Concise notation and terminology is only useful if the underlying ideas are organised neatly in your mind, and the best way I've found of achieving this is to study a subject obsessively for some time, then put it away for a few weeks, and then go back and try to see the big picture and find out where it doesn't fit together by trying to derive the main results from scratch. Then I start again and fill in the blanks. After a few years things begin to make sense, but this process takes time and it's difficult and tiring (or at least that has been my experience of it).

In order to read research papers fruitfully it's crucial that you understand the basics well, and the best way to do that is to work through books aimed at undergraduates or young graduates. People don't read foreign literature by jumping straight in and looking up every word and every grammatical construction as they go. They become familiar enough with the language by reading easier texts until the language is no longer an obstruction - then they're free to appreciate what's happening at a higher level. The same for driving: you wait until you're comfortable operating the car mechanically before you drive on busy roads. The same, also, for mathematics.
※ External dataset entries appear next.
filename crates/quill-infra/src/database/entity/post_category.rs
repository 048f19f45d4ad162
//! Post/category bridge entity for SeaORM. Composite primary key.

use sea_orm::Set;
use sea_orm::entity::prelude::*;

#[derive(Clone, Debug, PartialEq, Eq, DeriveEntityModel)]
#[sea_orm(table_name = "post_categories")]
pub struct Model {
    #[sea_orm(primary_key, auto_increment = false)]
    pub post_id: Uuid,
    #[sea_orm(primary_key, auto_increment = false)]
    pub category_id: Uuid,
}

#[derive(Copy, Clone, Debug, EnumIter, DeriveRelation)]
pub enum Relation {
    #[sea_orm(
        belongs_to = "super::post::Entity",
        from = "Column::PostId",
        to = "super::post::Column::Id",
        on_update = "Cascade",
        on_delete = "Cascade"
    )]
    Post,
    #[sea_orm(
        belongs_to = "super::category::Entity",
        from = "Column::CategoryId",
        to = "super::category::Column::Id",
        on_update = "Cascade",
        on_delete = "Cascade"
    )]
    Category,
}

impl Related<super::post::Entity> for Entity {
    fn to() -> RelationDef {
        Relation::Post.def()
    }
}

impl Related<super::category::Entity> for Entity {
    fn to() -> RelationDef {
        Relation::Category.def()
    }
}

impl ActiveModelBehavior for ActiveModel {}

/// Conversion from SeaORM Model to Domain PostCategory.
impl From<Model> for quill_core::domain::PostCategory {
    fn from(model: Model) -> Self {
        Self {
            post_id: model.post_id,
            category_id: model.category_id,
        }
    }
}

/// Conversion from Domain PostCategory to SeaORM ActiveModel.
impl From<quill_core::domain::PostCategory> for ActiveModel {
    fn from(link: quill_core::domain::PostCategory) -> Self {
        Self {
            post_id: Set(link.post_id),
            category_id: Set(link.category_id),
        }
    }
}
//! Post lifecycle orchestration.

use std::sync::Arc;

use crate::domain::{NewPost, Post, PostDetail, PostPatch};
use crate::error::DomainError;
use crate::ports::PostRepository;
use crate::service::{AssociationManager, OwnershipGuard};

/// Creation, update, and deletion of posts together with their
/// association sets.
#[derive(Clone)]
pub struct PostService {
    posts: Arc<dyn PostRepository>,
    guard: OwnershipGuard,
    associations: AssociationManager,
}

impl PostService {
    pub fn new(
        posts: Arc<dyn PostRepository>,
        guard: OwnershipGuard,
        associations: AssociationManager,
    ) -> Self {
        Self {
            posts,
            guard,
            associations,
        }
    }

    /// Create a post with its initial category and tag sets.
    ///
    /// Categories are resolved before anything is written, so an unknown
    /// category name leaves no partial post behind. Tags are resolved
    /// after that, creating unknown names as it goes.
    pub async fn create(
        &self,
        owner_email: &str,
        new_post: NewPost,
    ) -> Result<PostDetail, DomainError> {
        let user = self.guard.require_user(owner_email).await?;

        if self
            .posts
            .find_by_title_and_owner(&new_post.title, user.id)
            .await?
            .is_some()
        {
            return Err(DomainError::TitleAlreadyExists(new_post.title));
        }

        let categories = self
            .associations
            .resolve_categories(&new_post.categories)
            .await?;
        let tags = self
            .associations
            .resolve_or_create_tags(&new_post.tags)
            .await?;

        let post = self
            .posts
            .insert(Post::new(user.id, new_post.title, new_post.content))
            .await?;
        self.associations.link_categories(post.id, &categories).await?;
        self.associations.link_tags(post.id, &tags).await?;

        self.project(post).await
    }

    /// Public read. The title resolves globally; with several same-titled
    /// posts the oldest wins.
    pub async fn get(&self, title: &str) -> Result<PostDetail, DomainError> {
        let post = self
            .posts
            .find_by_title(title)
            .await?
            .ok_or_else(|| DomainError::PostNotFound(title.to_string()))?;

        self.project(post).await
    }

    /// All posts with their association names. An empty listing is not
    /// an error.
    pub async fn list_all(&self) -> Result<Vec<PostDetail>, DomainError> {
        let posts = self.posts.find_all().await?;
        self.project_all(posts).await
    }

    /// Posts carrying the named category.
    pub async fn list_by_category(&self, name: &str) -> Result<Vec<PostDetail>, DomainError> {
        let posts = self.associations.posts_in_category(name).await?;
        self.project_all(posts).await
    }

    /// Posts carrying the named tag.
    pub async fn list_by_tag(&self, name: &str) -> Result<Vec<PostDetail>, DomainError> {
        let posts = self.associations.posts_with_tag(name).await?;
        self.project_all(posts).await
    }

    /// Update the caller's post. The conflict check is skipped when the
    /// new title equals the current one; `updated_at` is refreshed even
    /// for an empty patch.
    pub async fn update(
        &self,
        owner_email: &str,
        title: &str,
        patch: PostPatch,
    ) -> Result<PostDetail, DomainError> {
        let mut post = self.guard.require_owned_post(owner_email, title).await?;

        if let Some(new_title) = &patch.title {
            if new_title != &post.title
                && self
                    .posts
                    .find_by_title_and_owner(new_title, post.user_id)
                    .await?
                    .is_some()
            {
                return Err(DomainError::TitleAlreadyExists(new_title.clone()));
            }
        }

        post.apply(patch);
        let post = self.posts.update(post).await?;

        self.project(post).await
    }

    /// Delete the caller's post. Its bridge rows and comments go with
    /// it; the categories and tags themselves stay.
    pub async fn delete(&self, owner_email: &str, title: &str) -> Result<(), DomainError> {
        let post = self.guard.require_owned_post(owner_email, title).await?;
        self.posts.delete(post.id).await?;
        Ok(())
    }

    async fn project(&self, post: Post) -> Result<PostDetail, DomainError> {
        let categories = self.associations.category_names(post.id).await?;
        let tags = self.associations.tag_names(post.id).await?;

        Ok(PostDetail {
            post,
            categories,
            tags,
        })
    }

    async fn project_all(&self, posts: Vec<Post>) -> Result<Vec<PostDetail>, DomainError> {
        let mut details = Vec::with_capacity(posts.len());
        for post in posts {
            details.push(self.project(post).await?);
        }
        Ok(details)
    }
}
It is not at all unusual to to find notation and technical terminology tiring. Everyone does to some extent. I hate it. But it's necessary.
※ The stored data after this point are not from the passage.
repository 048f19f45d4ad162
//! Argon2 password hashing implementation.

use argon2::{
    Argon2,
    password_hash::{PasswordHash, PasswordHasher, PasswordVerifier, SaltString, rand_core::OsRng},
};

use quill_core::ports::{AuthError, PasswordService};

/// Argon2-based password service.
pub struct Argon2PasswordService {
    argon2: Argon2<'static>,
}

impl Argon2PasswordService {
    pub fn new() -> Self {
        Self {
            argon2: Argon2::default(),
        }
    }
}

impl Default for Argon2PasswordService {
    fn default() -> Self {
        Self::new()
    }
}

impl PasswordService for Argon2PasswordService {
    fn hash(&self, password: &str) -> Result<String, AuthError> {
        let salt = SaltString::generate(&mut OsRng);

        self.argon2
            .hash_password(password.as_bytes(), &salt)
            .map(|h| h.to_string())
            .map_err(|e| AuthError::HashingError(e.to_string()))
    }

    fn verify(&self, password: &str, hash: &str) -> Result<bool, AuthError> {
        let parsed_hash =
            PasswordHash::new(hash).map_err(|e| AuthError::HashingError(e.to_string()))?;

        Ok(self
            .argon2
            .verify_password(password.as_bytes(), &parsed_hash)
            .is_ok())
    }
}

#[cfg(test)]
mod tests {
    use super::*;

    #[test]
    fn test_hash_and_verify() {
        let service = Argon2PasswordService::new();
        let password = "secure_password_123";

        let hash = service.hash(password).unwrap();
        assert!(service.verify(password, &hash).unwrap());
        assert!(!service.verify("wrong_password", &hash).unwrap());
    }

    #[test]
    fn test_same_password_hashes_differently() {
        let service = Argon2PasswordService::new();

        let first = service.hash("secure_password_123").unwrap();
        let second = service.hash("secure_password_123").unwrap();

        // salted hashes never repeat
        assert_ne!(first, second);
    }

    #[test]
    fn test_garbage_hash_is_an_error_not_a_mismatch() {
        let service = Argon2PasswordService::new();

        let result = service.verify("password", "not-a-phc-string");
        assert!(matches!(result, Err(AuthError::HashingError(_))));
    }
}
//! Membership management between posts and the two vocabularies.

use std::collections::BTreeSet;
use std::sync::Arc;

use uuid::Uuid;

use crate::domain::{Category, Post, PostCategory, PostTag, Tag};
use crate::error::DomainError;
use crate::ports::{CategoryRepository, PostCategoryRepository, PostTagRepository, TagRepository};

/// Maintains the bridge rows linking posts to categories and tags.
///
/// The two association kinds are deliberately asymmetric: categories are
/// a curated vocabulary and must exist before they can be attached; tags
/// are created on the fly when an unknown name is attached.
#[derive(Clone)]
pub struct AssociationManager {
    categories: Arc<dyn CategoryRepository>,
    tags: Arc<dyn TagRepository>,
    post_categories: Arc<dyn PostCategoryRepository>,
    post_tags: Arc<dyn PostTagRepository>,
}

impl AssociationManager {
    pub fn new(
        categories: Arc<dyn CategoryRepository>,
        tags: Arc<dyn TagRepository>,
        post_categories: Arc<dyn PostCategoryRepository>,
        post_tags: Arc<dyn PostTagRepository>,
    ) -> Self {
        Self {
            categories,
            tags,
            post_categories,
            post_tags,
        }
    }

    /// Attach an existing category to a post.
    pub async fn attach_category(&self, post: &Post, name: &str) -> Result<(), DomainError> {
        let category = self
            .categories
            .find_by_name(name)
            .await?
            .ok_or_else(|| DomainError::CategoryNotFound(name.to_string()))?;

        if self
            .post_categories
            .find(post.id, category.id)
            .await?
            .is_some()
        {
            return Err(DomainError::CategoryAlreadyOnPost {
                post: post.title.clone(),
                category: name.to_string(),
            });
        }

        self.post_categories
            .insert(PostCategory {
                post_id: post.id,
                category_id: category.id,
            })
            .await?;

        Ok(())
    }

    /// Detach a category from a post.
    pub async fn detach_category(&self, post: &Post, name: &str) -> Result<(), DomainError> {
        let category = self
            .categories
            .find_by_name(name)
            .await?
            .ok_or_else(|| DomainError::CategoryNotFound(name.to_string()))?;

        if self
            .post_categories
            .find(post.id, category.id)
            .await?
            .is_none()
        {
            return Err(DomainError::CategoryNotOnPost {
                post: post.title.clone(),
                category: name.to_string(),
            });
        }

        self.post_categories.delete(post.id, category.id).await?;
        Ok(())
    }

    /// Attach a tag to a post, creating the tag if the name is unknown.
    pub async fn attach_tag(&self, post: &Post, name: &str) -> Result<(), DomainError> {
        let tag = self.resolve_or_create_tag(name).await?;

        if self.post_tags.find(post.id, tag.id).await?.is_some() {
            return Err(DomainError::TagAlreadyOnPost {
                post: post.title.clone(),
                tag: name.to_string(),
            });
        }

        self.post_tags
            .insert(PostTag {
                post_id: post.id,
                tag_id: tag.id,
            })
            .await?;

        Ok(())
    }

    /// Detach a tag from a post. Unknown names are an error here; the
    /// detach path never creates tags.
    pub async fn detach_tag(&self, post: &Post, name: &str) -> Result<(), DomainError> {
        let tag = self
            .tags
            .find_by_name(name)
            .await?
            .ok_or_else(|| DomainError::TagNotFound(name.to_string()))?;

        if self.post_tags.find(post.id, tag.id).await?.is_none() {
            return Err(DomainError::TagNotOnPost {
                post: post.title.clone(),
                tag: name.to_string(),
            });
        }

        self.post_tags.delete(post.id, tag.id).await?;
        Ok(())
    }

    /// Attach several categories. Elements are applied independently, so
    /// a failure does not undo earlier attachments.
    pub async fn attach_categories(&self, post: &Post, names: &[String]) -> Result<(), DomainError> {
        for name in names {
            self.attach_category(post, name).await?;
        }
        Ok(())
    }

    /// Attach several tags, creating unknown ones. Same per-element
    /// semantics as [`attach_categories`](Self::attach_categories).
    pub async fn attach_tags(&self, post: &Post, names: &[String]) -> Result<(), DomainError> {
        for name in names {
            self.attach_tag(post, name).await?;
        }
        Ok(())
    }

    /// Resolve every name to an existing category before any write. One
    /// unknown name fails the whole set.
    pub async fn resolve_categories(
        &self,
        names: &BTreeSet<String>,
    ) -> Result<Vec<Category>, DomainError> {
        let mut resolved = Vec::with_capacity(names.len());
        for name in names {
            let category = self
                .categories
                .find_by_name(name)
                .await?
                .ok_or_else(|| DomainError::CategoryNotFound(name.clone()))?;
            resolved.push(category);
        }
        Ok(resolved)
    }

    /// Resolve every name to a tag, creating the missing ones. Tags
    /// created here are ordinary vocabulary entries and survive even if
    /// the surrounding operation later fails.
    pub async fn resolve_or_create_tags(
        &self,
        names: &BTreeSet<String>,
    ) -> Result<Vec<Tag>, DomainError> {
        let mut resolved = Vec::with_capacity(names.len());
        for name in names {
            resolved.push(self.resolve_or_create_tag(name).await?);
        }
        Ok(resolved)
    }

    /// Write bridge rows for pre-resolved categories.
    pub async fn link_categories(
        &self,
        post_id: Uuid,
        categories: &[Category],
    ) -> Result<(), DomainError> {
        for category in categories {
            self.post_categories
                .insert(PostCategory {
                    post_id,
                    category_id: category.id,
                })
                .await?;
        }
        Ok(())
    }

    /// Write bridge rows for pre-resolved tags.
    pub async fn link_tags(&self, post_id: Uuid, tags: &[Tag]) -> Result<(), DomainError> {
        for tag in tags {
            self.post_tags
                .insert(PostTag {
                    post_id,
                    tag_id: tag.id,
                })
                .await?;
        }
        Ok(())
    }

    /// Names of the categories on a post, for response projections.
    pub async fn category_names(&self, post_id: Uuid) -> Result<Vec<String>, DomainError> {
        Ok(self
            .post_categories
            .categories_of_post(post_id)
            .await?
            .into_iter()
            .map(|category| category.name)
            .collect())
    }

    /// Names of the tags on a post.
    pub async fn tag_names(&self, post_id: Uuid) -> Result<Vec<String>, DomainError> {
        Ok(self
            .post_tags
            .tags_of_post(post_id)
            .await?
            .into_iter()
            .map(|tag| tag.name)
            .collect())
    }

    /// Posts carrying the named category.
    pub async fn posts_in_category(&self, name: &str) -> Result<Vec<Post>, DomainError> {
        let category = self
            .categories
            .find_by_name(name)
            .await?
            .ok_or_else(|| DomainError::CategoryNotFound(name.to_string()))?;

        Ok(self.post_categories.posts_with_category(category.id).await?)
    }

    /// Posts carrying the named tag.
    pub async fn posts_with_tag(&self, name: &str) -> Result<Vec<Post>, DomainError> {
        let tag = self
            .tags
            .find_by_name(name)
            .await?
            .ok_or_else(|| DomainError::TagNotFound(name.to_string()))?;

        Ok(self.post_tags.posts_with_tag(tag.id).await?)
    }

    async fn resolve_or_create_tag(&self, name: &str) -> Result<Tag, DomainError> {
        match self.tags.find_by_name(name).await? {
            Some(tag) => Ok(tag),
            None => Ok(self.tags.insert(Tag::new(name.to_string())).await?),
        }
    }
}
Some resources I found useful:

Naive Set Theory by Paul Halmos. One of the great mathematical expositors, Paul Halmos here describes the fundamental language of mathematics: set theory. This is a book for people who want to understand enough set theory to do other parts of mathematics without obstacle.

How to Prove It by Daniel Vellemen. A nice introduction to logical notation and common proof structures, aimed at helping incoming maths students to become comfortable with the basics of formal language and notation.
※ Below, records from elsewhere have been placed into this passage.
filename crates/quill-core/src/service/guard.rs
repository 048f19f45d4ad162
//! Ownership checks applied before every post or comment mutation.

use std::sync::Arc;

use uuid::Uuid;

use crate::domain::{Comment, Post, User};
use crate::error::DomainError;
use crate::ports::{CommentRepository, PostRepository, UserRepository};

/// Resolves an authenticated email to the rows it may mutate.
///
/// Lookups are owner-scoped: a post that exists under another user
/// answers [`DomainError::PostNotFound`], never a forbidden-style error,
/// so the guard does not reveal what other users have written.
#[derive(Clone)]
pub struct OwnershipGuard {
    users: Arc<dyn UserRepository>,
    posts: Arc<dyn PostRepository>,
    comments: Arc<dyn CommentRepository>,
}

impl OwnershipGuard {
    pub fn new(
        users: Arc<dyn UserRepository>,
        posts: Arc<dyn PostRepository>,
        comments: Arc<dyn CommentRepository>,
    ) -> Self {
        Self {
            users,
            posts,
            comments,
        }
    }

    /// Resolve an authenticated email to its user row.
    pub async fn require_user(&self, email: &str) -> Result<User, DomainError> {
        self.users
            .find_by_email(email)
            .await?
            .ok_or(DomainError::UserNotFound)
    }

    /// Find the caller's post with the given title.
    pub async fn require_owned_post(&self, email: &str, title: &str) -> Result<Post, DomainError> {
        let user = self.require_user(email).await?;

        self.posts
            .find_by_title_and_owner(title, user.id)
            .await?
            .ok_or_else(|| DomainError::PostNotFound(title.to_string()))
    }

    /// Find the caller's comment on the named post.
    ///
    /// The post is resolved by title alone; only the comment is
    /// author-scoped, since anyone's post can carry the caller's comment.
    pub async fn require_owned_comment(
        &self,
        email: &str,
        post_title: &str,
        comment_id: Uuid,
    ) -> Result<Comment, DomainError> {
        let user = self.require_user(email).await?;
        let post = self
            .posts
            .find_by_title(post_title)
            .await?
            .ok_or_else(|| DomainError::PostNotFound(post_title.to_string()))?;

        self.comments
            .find_for_post_by_author(comment_id, post.id, user.id)
            .await?
            .ok_or(DomainError::CommentNotFound)
    }
}
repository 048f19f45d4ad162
//! Application configuration loaded from environment variables.

use std::env;

use quill_infra::database::DatabaseConfig;

/// Application configuration.
#[derive(Debug, Clone)]
pub struct AppConfig {
    pub host: String,
    pub port: u16,
    pub database: Option<DatabaseConfig>,
}

impl AppConfig {
    /// Load configuration from environment variables.
    pub fn from_env() -> Self {
        let database = env::var("DATABASE_URL").ok().map(|url| DatabaseConfig {
            url,
            max_connections: env::var("DB_MAX_CONNECTIONS")
                .ok()
                .and_then(|s| s.parse().ok())
                .unwrap_or(100),
            min_connections: env::var("DB_MIN_CONNECTIONS")
                .ok()
                .and_then(|s| s.parse().ok())
                .unwrap_or(10),
        });

        Self {
            host: env::var("HOST").unwrap_or_else(|_| "127.0.0.1".to_string()),
            port: env::var("PORT")
                .ok()
                .and_then(|p| p.parse().ok())
                .unwrap_or(8080),
            database,
        }
    }
}
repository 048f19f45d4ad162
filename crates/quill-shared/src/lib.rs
//! # Quill Shared
//!
//! Wire types shared between the API server and its clients.
//! Kept free of server-only dependencies so clients can reuse it.

pub mod dto;
pub mod response;

pub use response::{ErrorBody, MessageResponse};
Anything by John Stillwell. Stillwell is an inspiring teacher who insists on including the practical and historical motivations for the abstractions we use (this is, sadly, rare for modern teachers of mathematics). If you find yourself wondering why people cared about a problem enough to solve it, Stillwell might be able to help.

I suspect you'll also need resources on linear algebra (Halmos has 'Finite Dimensional Vector Spaces') and analysis but I'm not sure as I don't work in machine learning. I just sort of learnt linear algebra as I went and I avoid analysis as much as a supposed mathematician can. (context: my undergraduate degree was in economics and didn't carry much mathematical content other than some basic linear algebra - now I'm a graduate student in mathematics and computer science who uses a lot of category theory and abstract algebra. The transition was painful. Really painful.)